Table of Contents
Definition of the Food Guide
The food guide combines nutrition science, common sense, and pure pleasure. Eating this way can become an inspiration to you, or it may just confirm what you’ve always known: eating fresh salad, berries and eating at a slow pace is more beneficial to your health than eating energy-rich candy bars and sugars.
Options for a healthy, balanced food
our six options highlight healthy and delicious ways to eat healthy, balanced nutrition and encourage you to eat it slowly to enjoy the taste of food. Some options may seem easy, and others are more difficult.
Start with an option that appears to you to be a sure bet. Remember to set an intelligent target. Embrace this goal and work on it in your daily life before moving on to another challenge. If all options seem very difficult, see the”turn big goals into small steps” section and think about making progress towards the goal by taking smaller steps.
Get rid of whole milk for healthy balanced food
For a healthy, balanced diet other than reducing the saturated fats you consume in your diet, getting rid of whole milk makes you lose a lot of calories. Saturated fat raises your total cholesterol, and your body’s cholesterol balance tilts toward low-density lipoproteins (LDL), which contribute to coronary artery blockage, leading to heart disease.
While you can’t avoid saturated fat altogether – even healthy fat sources contain small amounts of it – try to reduce its consumption to 10% or less of your daily diet. A cup of full-fat milk (containing 8 ounces) contains 8-9 grams of saturated fat and 149-156 calories.
Depending on the total fat ratio, including 8 ounces of low-fat milk (1%) on 1.6 grams of saturated fat and 102 calories, 8 ounces of skim milk contained 0.3 grams of saturated fat and 86 calories. What to do for healthy, balanced food? Start with skim or low-fat milk (1%) and skimmed dairy products such as yogurt and ice cream.
Do you feel it’s hard for you to move so quickly to eat these products? Make this process gradual, start eating low-fat milk (2%) and then eat low-fat milk (1%), and eventually eat skim milk, if possible. You can try the taste of low-fat milk products or low-fat milk substitutes such as rice milk, soy, or almonds – which taste similar to whole milk. Use the same strategy to reduce the amount of cream in your coffee: first, try to put half the usual amount.
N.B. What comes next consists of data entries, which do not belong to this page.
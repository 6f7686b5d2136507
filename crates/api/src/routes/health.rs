//! Health check endpoints.

use axum::extract::State;
use axum::http::StatusCode;

use crate::state::AppState;

/// Liveness health check endpoint.
///
/// Returns "ok" if the server is running. Does not check dependencies.
pub async fn health() -> &'static str {
    "ok"
}

/// Readiness health check endpoint.
///
/// Returns 503 Service Unavailable if the database is not reachable.
pub async fn readiness(State(state): State<AppState>) -> StatusCode {
    match sqlx::query("SELECT 1").fetch_one(state.pool()).await {
        Ok(_) => StatusCode::OK,
        Err(_) => StatusCode::SERVICE_UNAVAILABLE,
    }
}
Plan to prepare meals that are fun, delicious, and healthy
in an ideal world. The food is supposed to make us thoroughly cheerful and happy: the food is beautiful, smells great, tastes delicious, and feels more than satisfactory. When we treat meals as not just a way to fill our bellies, food can become a source of joy and pleasure for us.
What should I do to choose a portion of healthy, balanced food? Write down the items you need to prepare for one or two meals during the week and enjoy the taste.
Go shopping in a shop, where you can get vegetables, fruits and other types of food to be fresh. Smell the melons and fruits to see how mature they are.
Foods in bright and shiny colors contain antioxidants and other healthy nutrients: dark green spinach, watercress, dark red and yellow beets, purple grapes, orange papaya fruits, sweet potatoes, and melons. To reduce expenses, buy small food: vegetables of pleasing colors, berries, fish, and dark chocolate.
If you can get fresh fruits and vegetables directly from the farms, don’t be late. Plant fresh herbs in small bowls or boxes placed on the window balcony; try building a small garden or planting some plant species in bowls and then put them near your home. When you can get great ingredients to prepare a meal, do so. Before you start eating, stop for a while to drink water first.
The goal of The Food Guide
Michael Bolan, author of “the dilemma of plant and animal eaters” and “defending food,” described the sensible approach to eating only nine words: “eat, but don’t overeat, basically eat plants.”
Our approach remains based on the above saying, with a few adjustments: “eat healthy, balanced food, let the servings be small, and enjoy the taste of each bite.” this goal seems simple enough: help reduce the phenomenon of meal size augmentation by choosing healthy foods and reducing the size of food servings (to read more about controlling the food serving, see weight loss tips by paying attention to the size of the servings).
But anyone who consumes tries toward make a deep-seated overhaul of their diet knows, at once, how difficult the situation is to do consequently. Your chances of success rise if you go to do the job by dividing it into smaller steps.